The early history of min-e problem was begun from the problem of L2-optimal approximation for continuous one-variable function. In 1961 Stone [257] considered piecewise-linear curve fitting as a formal optimization problem. The objective was to minimize the squared approximation error subject to a constraint on the number of linear segments. Bellman followed with a solution [27] based on his principle of optimality [26]. Later Gluss [92] expanded upon Bellman’s work. Lawson [151] used dynamic programming (DP) to establish the existence of a balanced error property. Cox discussed a similar approach in his paper [57]. Cantoni [34] determined the optimal polygon of a known nonlinear function by minimizing the weighted integral square errors. The works performed by Bellman, Gluss, Stone, Cantoni and Cox hold only for a 1-D signal whose analytic forms are known. Nevertheless, it inspired other researchers to use the dynamic programming approach for optimal approximation of digital curves [194, 44].
In 1996, Chen et al. [44] studied min-e problem with measures L2 and L¥ for approximation of 2-D planar curves by circular arcs and line segments they proposed algorithm, which was also inspired by DP method of Bellman [27, 92] for 1-D continuous functions.
Dahl and Realfsen [58] presented min-e problem as searching of shortest path in a directed acyclic graph containing at most M arcs. Regrettably, they restricted consideration by the case M>N/2 only. Moreover, the DP search of the approximation error minimum is limited to three neighbouring vertices only. Generally speaking, it makes the algorithm sub-optimal. Anyway, for the case under consideration (large number of segments relatively the number of vertices) the vertex adjustment-based approach can provide results that are quite close to the optimal approximation.
Heckbert and Garland published a survey in 1997 [101], and they wrote about optimal approximation of digital 1-D digital waveform f(x) with minimum error: "the L2-optimal approximation to a function f(x) can be found in O(MN2) time, worst case, using dynamic programming", but they did not provide any details of the algorithm or references.
Haugland et al. [97, 98, 100] represented optimal algorithm for min-e problem for 1-D waveforms (ECG) with error measure L2. In contrast to Perez-Vidal algorithm, the proposed solution was based on algorithm for resource-constrained shortest path in graph, introduced by Saigal [228] and later corrected by Rosseel [226]. Nevertheless, from computational point of view the suggested DP-based algorithm for cardinality constrained shortest path (CCSP) is equivalent to Perez-Vidal algorithm for 1-D signals.
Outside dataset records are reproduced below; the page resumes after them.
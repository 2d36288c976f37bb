//! Console chat adapter
//!
//! Turns terminal input into chat events and prints sink posts, so the bot
//! can be exercised end-to-end without a platform client. Slash-prefixed
//! lines become commands; other lines become replies into the most recently
//! opened thread.

use super::{ChatEvent, ChatSink};
use crate::error::Result;
use async_trait::async_trait;
use std::sync::atomic::{AtomicU64, Ordering};
use tokio::io::{AsyncBufReadExt, BufReader};
use tokio::sync::{mpsc, RwLock};
use tokio_util::sync::CancellationToken;

const CHANNEL_ID: &str = "console";
const USER_ID: &str = "local";

/// Terminal-backed chat source and sink.
#[derive(Default)]
pub struct ConsoleChat {
    next_id: AtomicU64,
    current_thread: RwLock<Option<String>>,
}

impl ConsoleChat {
    pub fn new() -> Self {
        Self::default()
    }

    /// Read stdin lines and feed them to the dispatcher as events until EOF
    /// or shutdown.
    pub async fn run_source(
        &self,
        events: mpsc::Sender<ChatEvent>,
        shutdown: CancellationToken,
    ) {
        let mut lines = BufReader::new(tokio::io::stdin()).lines();

        loop {
            let line = tokio::select! {
                _ = shutdown.cancelled() => break,
                line = lines.next_line() => match line {
                    Ok(Some(line)) => line,
                    Ok(None) | Err(_) => break,
                },
            };

            let line = line.trim();
            if line.is_empty() {
                continue;
            }

            let event = if let Some(rest) = line.strip_prefix('/') {
                let (command, text) = match rest.split_once(char::is_whitespace) {
                    Some((command, text)) => (command, text.trim()),
                    None => (rest, ""),
                };
                ChatEvent::SlashCommand {
                    command: format!("/{}", command),
                    user_id: USER_ID.to_string(),
                    channel_id: CHANNEL_ID.to_string(),
                    text: text.to_string(),
                }
            } else if let Some(thread_id) = self.current_thread.read().await.clone() {
                ChatEvent::Message {
                    user_id: USER_ID.to_string(),
                    channel_id: CHANNEL_ID.to_string(),
                    thread_id: Some(thread_id),
                    text: line.to_string(),
                    from_bot: false,
                }
            } else {
                println!("(no open thread; start one with a slash command)");
                continue;
            };

            if events.send(event).await.is_err() {
                break;
            }
        }

        tracing::debug!("Console source stopped");
    }
}

#[async_trait]
impl ChatSink for ConsoleChat {
    async fn post_message(
        &self,
        channel_id: &str,
        thread_id: Option<&str>,
        text: &str,
    ) -> Result<String> {
        let message_id = format!("t{}", self.next_id.fetch_add(1, Ordering::SeqCst) + 1);

        match thread_id {
            Some(thread_id) => println!("[{} · {}] {}", channel_id, thread_id, text),
            None => {
                // A top-level post opens a thread; replies follow it
                println!("[{} · {}] {}", channel_id, message_id, text);
                *self.current_thread.write().await = Some(message_id.clone());
            }
        }

        Ok(message_id)
    }

    async fn update_message(&self, channel_id: &str, message_id: &str, text: &str) -> Result<()> {
        println!("[{} · {} (edit)] {}", channel_id, message_id, text);
        Ok(())
    }
}
//! Agent child processes and the line-JSON session protocol
//!
//! - [`protocol`]: envelope and input frame types, line codec, stderr
//!   classification
//! - [`process`]: one spawned agent child (streams, state, debug taps)
//! - [`service`]: the session service owning every live process

mod process;
pub mod protocol;
mod service;

pub use process::{AgentProcess, ProcessState};
pub use protocol::{ContentBlock, Envelope, UserInput};
pub use service::SessionService;
impl SessionService {
    pub fn new(config: AgentConfig) -> Self {
        Self {
            config,
            sessions: RwLock::new(HashMap::new()),
        }
    }

    /// Spawn a new agent process and wait for it to initialize.
    ///
    /// Sends a synthetic first user message to elicit the agent's init
    /// envelope, then waits for it under the configured ceiling. On success
    /// the process is registered under the session id the agent chose.
    pub async fn create_session(&self, dirs: &[String]) -> Result<Arc<AgentProcess>> {
        let spawned = spawn_agent(&self.config, dirs, None)?;
        let correlation_id = spawned.correlation_id.clone();
        let (process, init_rx) = self.wire_process(spawned, None);

        tracing::info!(
            correlation_id = %correlation_id,
            directories = ?dirs,
            "Creating agent session"
        );

        // Elicit the init envelope
        let send_ceiling = Duration::from_secs(self.config.send_timeout_secs);
        let cancel_token = process.cancel_token();
        let enqueued = tokio::select! {
            result = process.input_tx.send_timeout(UserInput::text(INIT_PROMPT), send_ceiling) => {
                result.is_ok()
            }
            _ = cancel_token.cancelled() => false,
        };
        if !enqueued {
            self.teardown(&process).await;
            return Err(Error::SendTimeout);
        }

        let session_id = self.await_init(&process, init_rx).await?;
        process.set_session_id(session_id.clone());
        process.advance_to_running().await;

        self.sessions
            .write()
            .await
            .insert(session_id.clone(), process.clone());

        tracing::info!(
            correlation_id = %correlation_id,
            session_id = %session_id,
            "Agent session initialized"
        );

        Ok(process)
    }

    /// Respawn an agent for a prior session using its resume flag.
    ///
    /// No synthetic first message is sent; the agent re-emits its init
    /// envelope on its own, and the same init ceiling applies.
    pub async fn resume_session(
        &self,
        session_id: &str,
        dirs: &[String],
    ) -> Result<Arc<AgentProcess>> {
        let spawned = spawn_agent(&self.config, dirs, Some(session_id))?;
        let correlation_id = spawned.correlation_id.clone();
        let (process, init_rx) = self.wire_process(spawned, Some(session_id.to_string()));

        tracing::info!(
            correlation_id = %correlation_id,
            session_id = %session_id,
            "Resuming agent session"
        );

        self.await_init(&process, init_rx).await?;
        process.advance_to_running().await;

        self.sessions
            .write()
            .await
            .insert(session_id.to_string(), process.clone());

        Ok(process)
    }

    /// Package `text` as a user envelope and enqueue it for the agent.
    pub async fn send_message(&self, process: &AgentProcess, text: &str) -> Result<()> {
        if process.is_cancelled() {
            return Err(Error::Cancelled);
        }

        let ceiling = Duration::from_secs(self.config.send_timeout_secs);
        let cancel_token = process.cancel_token();
        tokio::select! {
            result = process.input_tx.send_timeout(UserInput::text(text), ceiling) => {
                result.map_err(|e| match e {
                    mpsc::error::SendTimeoutError::Timeout(_) => Error::SendTimeout,
                    mpsc::error::SendTimeoutError::Closed(_) => Error::Cancelled,
                })
            }
            _ = cancel_token.cancelled() => Err(Error::Cancelled),
        }
    }

    /// Exclusive access to the process's outbound envelope sequence.
    ///
    /// The sequence is finite: it ends when the stdout drain worker exits.
    pub async fn receive_messages<'a>(
        &self,
        process: &'a AgentProcess,
    ) -> MutexGuard<'a, mpsc::Receiver<Envelope>> {
        process.outbound.lock().await
    }

    /// Exclusive access to the best-effort error sequence (stderr lifts).
    pub async fn error_messages<'a>(
        &self,
        process: &'a AgentProcess,
    ) -> MutexGuard<'a, mpsc::Receiver<Envelope>> {
        process.errors.lock().await
    }

    /// Look up a live process by session id.
    pub async fn get(&self, session_id: &str) -> Option<Arc<AgentProcess>> {
        self.sessions.read().await.get(session_id).cloned()
    }

    /// Number of registered live processes.
    pub async fn session_count(&self) -> usize {
        self.sessions.read().await.len()
    }

    /// Stop a session: deregister, cancel its workers, kill and wait for the
    /// child. The outbound queue is closed by the stdout drain on exit; stop
    /// never touches it.
    pub async fn stop_session(&self, session_id: &str) {
        let process = self.sessions.write().await.remove(session_id);

        let process = match process {
            Some(p) => p,
            None => {
                tracing::warn!(session_id, "Attempted to stop non-existent session");
                return;
            }
        };

        tracing::info!(
            correlation_id = %process.correlation_id(),
            session_id,
            uptime_ms = process.uptime().as_millis() as u64,
            "Stopping agent session"
        );

        process.set_state(ProcessState::Terminating).await;
        process.cancel_token().cancel();

        match process.terminate_child().await {
            Some(status) => {
                tracing::info!(
                    correlation_id = %process.correlation_id(),
                    session_id,
                    exit_status = %status,
                    "Agent session stopped"
                );
            }
            None => {
                tracing::debug!(
                    correlation_id = %process.correlation_id(),
                    session_id,
                    "Agent child already reaped"
                );
            }
        }

        process.set_state(ProcessState::Terminated).await;
    }

    /// Stop every registered session (global shutdown path).
    pub async fn shutdown(&self) {
        let session_ids: Vec<String> = self.sessions.read().await.keys().cloned().collect();
        for session_id in session_ids {
            self.stop_session(&session_id).await;
        }
    }

    // =========================================================================
    // Wiring
    // =========================================================================

    /// Build the [`AgentProcess`] and start its three workers.
    fn wire_process(
        &self,
        spawned: SpawnedAgent,
        resume_session_id: Option<String>,
    ) -> (Arc<AgentProcess>, oneshot::Receiver<String>) {
        let SpawnedAgent {
            child,
            stdin,
            stdout,
            stderr,
            taps,
            correlation_id,
            debug_dir,
        } = spawned;

        let cancel = CancellationToken::new();
        let (input_tx, input_rx) = mpsc::channel(QUEUE_CAPACITY);
        let (output_tx, output_rx) = mpsc::channel(QUEUE_CAPACITY);
        let (error_tx, error_rx) = mpsc::channel(QUEUE_CAPACITY);
        let (init_tx, init_rx) = oneshot::channel();

        let process = Arc::new(AgentProcess::new(
            correlation_id,
            debug_dir,
            cancel,
            input_tx,
            output_rx,
            error_rx,
            child,
        ));
        if let Some(session_id) = resume_session_id {
            process.set_session_id(session_id);
        }

        tokio::spawn(run_stdin_drain(
            process.clone(),
            stdin,
            input_rx,
            taps.stdin,
        ));
        tokio::spawn(run_stdout_drain(
            process.clone(),
            stdout,
            output_tx,
            init_tx,
            taps.stdout,
        ));
        tokio::spawn(run_stderr_monitor(
            process.clone(),
            stderr,
            error_tx,
            taps.stderr,
        ));

        (process, init_rx)
    }

    /// Wait for the init envelope under the configured ceiling.
    async fn await_init(
        &self,
        process: &Arc<AgentProcess>,
        init_rx: oneshot::Receiver<String>,
    ) -> Result<String> {
        process.set_state(ProcessState::Initializing).await;

        let ceiling = Duration::from_secs(self.config.init_timeout_secs);
        match tokio::time::timeout(ceiling, init_rx).await {
            Ok(Ok(session_id)) => Ok(session_id),
            Ok(Err(_)) => {
                // Init sender dropped: stdout ended before init arrived
                self.teardown(process).await;
                Err(Error::Session(
                    "agent exited before initialization".to_string(),
                ))
            }
            Err(_) => {
                tracing::error!(
                    correlation_id = %process.correlation_id(),
                    "Timeout waiting for agent initialization"
                );
                self.teardown(process).await;
                Err(Error::InitTimeout)
            }
        }
    }

    /// Tear down a process that never made it into the registry.
    async fn teardown(&self, process: &Arc<AgentProcess>) {
        process.cancel_token().cancel();
        process.terminate_child().await;
        process.set_state(ProcessState::Terminated).await;
    }
}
The CCSP approximation algorithm was used for lossy compression of ECG signals with a given compression ratio [180, 178, 181]. Furthermore, the CCSP algorithm was extended to the case of planar curves [182, 178]. This DP algorithm is also equivalent to solution originally given by Perez and Vidal [194] for 2-D planar curves.
Tseng et al. [274] presented DP algorithm for optimal approximation with a given error tolerance (min-# problem). Three error measures were used, including L1, L¥ and a length cost function. The essence of the algorithm is the same as that of Perez and Vidal. The only difference is the stop rule: in Perez-Vidal algorithm the DP search in the state space is continued until a given number M of segments is reached, in the algorithm of Tseng et al. the search is performed until the current approximation error is less than a given error tolerance e.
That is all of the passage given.